Le sentiment de présence est lié à celui de l’immersion puisque pour que l’utilisateur se sente immergé, il doit se sentir présent dans cet univers. Il ne faut pas simplement avoir l’impression d’être dans un autre monde, il faut également s’y sentir comme étant un agent actif. L’utilisateur peut agir, il a un impact sur l’environnement qui l’entoure. Même si certains éléments du jeu peuvent être très différents de la réalité, fonctionner d’une façon différente, tant que cela a du sens, le joueur demeure en mesure de rester immergé dans l’univers virtuel et d’y interagir (Wolf 2012). Si la grande majorité des participants à cette recherche se sont sentis immergés et présents physiquement au sein de leur cellule, Rémi*, pour sa part, a décrit son expérience comme étant désagréable à cause de certains de ces détails. Il a souligné que pour lui ce n’était : « pas très réaliste, je ne peux pas dire que ça répondait très bien [...] j’avais comme hâte que cela se termine. Ça serait sûrement différent sur d’autres jeux. » L’aspect réaliste du monde virtuel semble jouer un rôle important pour certains utilisateurs de RV. Wolf (2012) a suggéré que l’aspect réaliste n’était pas essentiel tant que le monde était exhaustif, logique et développé. Ces éléments permettent aux individus d’être absorbés et si Rémi ne s’est pas senti interpellé, Amélia*, elle, a rapidement compris ce nouvel environnement et a été absorbée par tout ce qu’elle a découvert. Elle a souligné que : « même si ce sont des œufs et que tu roules des cigarettes, tu t’habitues à ces choses-là et ça finit par avoir du sens. Tu le sais que ce n’est pas réel, mais ça a du sens. Ça fait plausible ». Elle renchérit en soulignant que : «Si on s’attend à ce qu’il y ait plusieurs couches comme dans la réalité, évidemment on n’en est pas là, mais si tu vois ça juste pour déconnecter de ton environnement habituel et passer un beau moment dans une autre dimension, une perte de repères. Passer un moment pour te refaire des repères, c’est bien réussi ». Pour Amélia*, ce sentiment de déconnexion semble être lié à la réussite de la « colonisation de son imaginaire », c’est-à-dire qu’elle a été absorbée par le contenu offert

par l’univers de PRISON BOSS VR et pour elle, cette déconnexion semble être synonyme d’immersion au sein du virtuel. Les attentes envers la technologie de la réalité virtuelle semblent donc influencer l’expérience. Si Rémi* s’attendait à quelque chose de plus « réel » et s’est vu déçu par son manque d’immersion dans l’environnement de PRISON BOSS VR, Amélia* elle a plongé dans l’expérience avec intérêt et curiosité. L’anthropologue Jeffrey Snodgrass (2013) et ses collègues ont défini cette capacité à s’investir dans un autre univers comme étant la « dissociation » car les joueurs « become unaware of events happening around them in the rooms where they play and feel fully identified with their characters as a kind of second self » (2013:241). Cette dissociation se produit donc lorsque la personne est capable de s’immerger dans cette nouvelle réalité, cette nouvelle culture virtuelle. Mickael*, participant à mon étude, a d’ailleurs souligné cette dissociation en mentionnant que dès que le casque de RV, les écouteurs et les manettes sont installés et fonctionnels : « je perds la notion de tout ce qui m’entoure, je me retrouve dans l’univers virtuel, je n’ai plus conscience de la pièce dans laquelle je me situe ». Cette dissociation, qu’Alexandre et Vincent ont appelée le sentiment de présence, est donc un élément clé pour la réussite d’une expérience sensorielle virtuelle immersive.

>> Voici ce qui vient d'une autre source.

//! echo builtin - display a line of text

use std::io::{self, Write};

use async_trait::async_trait;

use super::{Builtin, CommandContext};

pub(super) struct EchoCommand;

#[async_trait]
impl Builtin for EchoCommand {
    async fn run(&self, ctx: &mut CommandContext<'_>, args: &[String]) -> io::Result<i32> {
        let mut newline = true;
        let mut escapes = false;
        let mut start = 0;

        // Leading option words made only of n/e/E; anything else is text
        for arg in args {
            let Some(flags) = arg.strip_prefix('-') else {
                break;
            };
            if flags.is_empty() || !flags.chars().all(|c| matches!(c, 'n' | 'e' | 'E')) {
                break;
            }
            for c in flags.chars() {
                match c {
                    'n' => newline = false,
                    'e' => escapes = true,
                    _ => escapes = false,
                }
            }
            start += 1;
        }

        let text = args[start..].join(" ");
        if escapes {
            let (text, stop) = unescape(&text);
            ctx.stdout.write_all(text.as_bytes())?;
            if stop {
                return Ok(0);
            }
        } else {
            ctx.stdout.write_all(text.as_bytes())?;
        }
        if newline {
            ctx.stdout.write_all(b"\n")?;
        }
        Ok(0)
    }
}

/// Process backslash escapes. The flag is true if `\c` cut the output short.
fn unescape(s: &str) -> (String, bool) {
    let mut out = String::with_capacity(s.len());
    let mut chars = s.chars();
    while let Some(c) = chars.next() {
        if c != '\\' {
            out.push(c);
            continue;
        }
        match chars.next() {
            Some('n') => out.push('\n'),
            Some('t') => out.push('\t'),
            Some('r') => out.push('\r'),
            Some('\\') => out.push('\\'),
            Some('a') => out.push('\x07'),
            Some('0') => out.push('\0'),
            Some('c') => return (out, true),
            Some(other) => {
                out.push('\\');
                out.push(other);
            }
            None => out.push('\\'),
        }
    }
    (out, false)
}

#[cfg(test)]
#[allow(clippy::unwrap_used)]
mod tests {
    use super::*;
    use crate::shell::builtins::test_support::run;
    use crate::vfs::Vfs;

    #[tokio::test]
    async fn test_echo() {
        let fs = Vfs::in_memory();
        let (_, out, _) = run(&EchoCommand, &fs, &["hello", "world"], "").await;
        assert_eq!(out, "hello world\n");

        let (_, out, _) = run(&EchoCommand, &fs, &[], "").await;
        assert_eq!(out, "\n");
    }

    #[tokio::test]
    async fn test_flags() {
        let fs = Vfs::in_memory();
        let (_, out, _) = run(&EchoCommand, &fs, &["-n", "x"], "").await;
        assert_eq!(out, "x");

        let (_, out, _) = run(&EchoCommand, &fs, &["-e", "a\\tb\\nc"], "").await;
        assert_eq!(out, "a\tb\nc\n");

        let (_, out, _) = run(&EchoCommand, &fs, &["a\\nb"], "").await;
        assert_eq!(out, "a\\nb\n");

        let (_, out, _) = run(&EchoCommand, &fs, &["-x", "y"], "").await;
        assert_eq!(out, "-x y\n");
    }
}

L’expérience virtuelle se présente donc comme étant hétérogène, c’est-à-dire que les gens réagissent différemment à ce qui leur est présenté. Les mondes virtuels ne correspondent pas nécessairement aux besoins imaginaires de toutes et tous. Dans le cas d’Amélia* et Rémi*, il est possible de constater que leurs attentes et leur capacité d’absorption étaient différentes. Toutefois, bien que l’environnement présenté soit un facteur important à l’expérience immersive sensorielle, ce n’est pas le seul facteur déterminant de celle-ci. La stimulation sensorielle joue un rôle clé, principalement cette de l’audition et de la proprioception.